◆ **Data extracted from a collection**:
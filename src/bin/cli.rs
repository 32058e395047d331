#![cfg(not(tarpaulin_include))]

use std::env;
use std::path::Path;
use tracker::aggregator::aggregate;
use tracker::config::TrackerConfig;
use tracker::datekey::resolve_date_key;
use tracker::history::collect_history;
use tracker::matcher::IdentityMatcher;
use tracker::report::{to_csv, unmatched_buckets, user_summaries};
use tracker::store::{Workbook, from_csv_dir, load_snapshot, save_csv_dir, save_snapshot};
use tracker::timelabel::extract_time_label;

const USAGE: &str = "Usage:
  cli match <name> <name>
  cli date <raw>
  cli time <raw>
  cli <workbook> stats|unmatched|export
  cli <workbook> history <name> <intern id>
  cli <workbook> groups
  cli <workbook> sync-emails

<workbook> is a directory of CSV sheets or a .bin.gz snapshot.
Set TRACKER_CONFIG to use a JSON config instead of the defaults.";

fn open_workbook(path: &str) -> Result<Workbook, Box<dyn std::error::Error>> {
    let p = Path::new(path);
    if p.is_dir() {
        Ok(from_csv_dir(p)?)
    } else {
        Ok(load_snapshot(p)?)
    }
}

fn save_workbook(workbook: &Workbook, path: &str) -> Result<(), Box<dyn std::error::Error>> {
    let p = Path::new(path);
    if p.is_dir() {
        save_csv_dir(workbook, p)?;
    } else {
        save_snapshot(workbook, p)?;
    }
    Ok(())
}

fn main() -> Result<(), Box<dyn std::error::Error>> {
    env_logger::Builder::from_env(env_logger::Env::default().default_filter_or("warn")).init();

    let args: Vec<String> = env::args().collect();
    if args.len() < 3 {
        eprintln!("{}", USAGE);
        return Ok(());
    }

    let config_path = env::var("TRACKER_CONFIG").ok();
    let config = TrackerConfig::load_or_default(config_path.as_deref().map(Path::new))?;
    let matcher = IdentityMatcher::new(config.thresholds);

    // Commands that need no workbook
    match args[1].as_str() {
        "match" => {
            if args.len() == 4 {
                println!("{}", matcher.are_equivalent(&args[2], &args[3]));
            } else {
                eprintln!("{}", USAGE);
            }
            return Ok(());
        }
        "date" => {
            match resolve_date_key(&args[2..].join(" ")) {
                Some(day) => println!("{}", day),
                None => println!("(unresolvable)"),
            }
            return Ok(());
        }
        "time" => {
            println!("{}", extract_time_label(&args[2..].join(" ")));
            return Ok(());
        }
        _ => {}
    }

    let mut workbook = open_workbook(&args[1])?;
    let roster = workbook.roster(&config.roster);
    let sources = workbook.all_source_rows(&config)?;

    match args[2].as_str() {
        "stats" => {
            let stats = aggregate(&sources, &roster, &matcher);
            let photos = workbook.profile_photos(&config.profile_sheet);
            for s in user_summaries(&roster, &stats, &photos) {
                println!("{:<32} {:>4}  {}", s.name, s.days_completed, s.last_log_date);
            }
        }
        "unmatched" => {
            let stats = aggregate(&sources, &roster, &matcher);
            for b in unmatched_buckets(&roster, &stats) {
                println!("{:<32} {:>4}  {}", b.raw_name, b.days_completed, b.last_log_date);
            }
        }
        "export" => {
            let stats = aggregate(&sources, &roster, &matcher);
            let photos = workbook.profile_photos(&config.profile_sheet);
            print!("{}", to_csv(&user_summaries(&roster, &stats, &photos)));
        }
        "history" if args.len() == 5 => {
            let Some(target) = roster.authorize(
                &matcher,
                &args[3],
                &args[4],
                config.admin_credential.as_deref(),
            ) else {
                eprintln!("Error: invalid name or intern id");
                return Ok(());
            };
            for r in collect_history(&sources, &roster, &matcher, target) {
                println!(
                    "{}  {:>8}  {:<12} {:<10} {}",
                    r.day_key, r.time_label, r.source_tag, r.category, r.summary
                );
            }
        }
        "groups" => {
            for g in workbook.monitor_groups(&config.groups_sheet) {
                println!("{}: {}", g.monitor, g.members.join(", "));
            }
        }
        "sync-emails" => {
            let updated = workbook.sync_roster_emails(&config.roster, &config.sources, &matcher)?;
            if updated > 0 {
                save_workbook(&workbook, &args[1])?;
            }
            println!("Synced {} emails", updated);
        }
        _ => eprintln!("{}", USAGE),
    }

    Ok(())
}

◆ **EXERCISE OBJECTIVE**:
Word for word, return each of the entries shown above.

◆ **OUTPUT**:
filename src/bin/cli.rs
repository 32058e395047d331
#![cfg(not(tarpaulin_include))]

use std::env;
use std::path::Path;
use tracker::aggregator::aggregate;
use tracker::config::TrackerConfig;
use tracker::datekey::resolve_date_key;
use tracker::history::collect_history;
use tracker::matcher::IdentityMatcher;
use tracker::report::{to_csv, unmatched_buckets, user_summaries};
use tracker::store::{Workbook, from_csv_dir, load_snapshot, save_csv_dir, save_snapshot};
use tracker::timelabel::extract_time_label;

const USAGE: &str = "Usage:
  cli match <name> <name>
  cli date <raw>
  cli time <raw>
  cli <workbook> stats|unmatched|export
  cli <workbook> history <name> <intern id>
  cli <workbook> groups
  cli <workbook> sync-emails

<workbook> is a directory of CSV sheets or a .bin.gz snapshot.
Set TRACKER_CONFIG to use a JSON config instead of the defaults.";

fn open_workbook(path: &str) -> Result<Workbook, Box<dyn std::error::Error>> {
    let p = Path::new(path);
    if p.is_dir() {
        Ok(from_csv_dir(p)?)
    } else {
        Ok(load_snapshot(p)?)
    }
}

fn save_workbook(workbook: &Workbook, path: &str) -> Result<(), Box<dyn std::error::Error>> {
    let p = Path::new(path);
    if p.is_dir() {
        save_csv_dir(workbook, p)?;
    } else {
        save_snapshot(workbook, p)?;
    }
    Ok(())
}

fn main() -> Result<(), Box<dyn std::error::Error>> {
    env_logger::Builder::from_env(env_logger::Env::default().default_filter_or("warn")).init();

    let args: Vec<String> = env::args().collect();
    if args.len() < 3 {
        eprintln!("{}", USAGE);
        return Ok(());
    }

    let config_path = env::var("TRACKER_CONFIG").ok();
    let config = TrackerConfig::load_or_default(config_path.as_deref().map(Path::new))?;
    let matcher = IdentityMatcher::new(config.thresholds);

    // Commands that need no workbook
    match args[1].as_str() {
        "match" => {
            if args.len() == 4 {
                println!("{}", matcher.are_equivalent(&args[2], &args[3]));
            } else {
                eprintln!("{}", USAGE);
            }
            return Ok(());
        }
        "date" => {
            match resolve_date_key(&args[2..].join(" ")) {
                Some(day) => println!("{}", day),
                None => println!("(unresolvable)"),
            }
            return Ok(());
        }
        "time" => {
            println!("{}", extract_time_label(&args[2..].join(" ")));
            return Ok(());
        }
        _ => {}
    }

    let mut workbook = open_workbook(&args[1])?;
    let roster = workbook.roster(&config.roster);
    let sources = workbook.all_source_rows(&config)?;

    match args[2].as_str() {
        "stats" => {
            let stats = aggregate(&sources, &roster, &matcher);
            let photos = workbook.profile_photos(&config.profile_sheet);
            for s in user_summaries(&roster, &stats, &photos) {
                println!("{:<32} {:>4}  {}", s.name, s.days_completed, s.last_log_date);
            }
        }
        "unmatched" => {
            let stats = aggregate(&sources, &roster, &matcher);
            for b in unmatched_buckets(&roster, &stats) {
                println!("{:<32} {:>4}  {}", b.raw_name, b.days_completed, b.last_log_date);
            }
        }
        "export" => {
            let stats = aggregate(&sources, &roster, &matcher);
            let photos = workbook.profile_photos(&config.profile_sheet);
            print!("{}", to_csv(&user_summaries(&roster, &stats, &photos)));
        }
        "history" if args.len() == 5 => {
            let Some(target) = roster.authorize(
                &matcher,
                &args[3],
                &args[4],
                config.admin_credential.as_deref(),
            ) else {
                eprintln!("Error: invalid name or intern id");
                return Ok(());
            };
            for r in collect_history(&sources, &roster, &matcher, target) {
                println!(
                    "{}  {:>8}  {:<12} {:<10} {}",
                    r.day_key, r.time_label, r.source_tag, r.category, r.summary
                );
            }
        }
        "groups" => {
            for g in workbook.monitor_groups(&config.groups_sheet) {
                println!("{}: {}", g.monitor, g.members.join(", "));
            }
        }
        "sync-emails" => {
            let updated = workbook.sync_roster_emails(&config.roster, &config.sources, &matcher)?;
            if updated > 0 {
                save_workbook(&workbook, &args[1])?;
            }
            println!("Synced {} emails", updated);
        }
        _ => eprintln!("{}", USAGE),
    }

    Ok(())
}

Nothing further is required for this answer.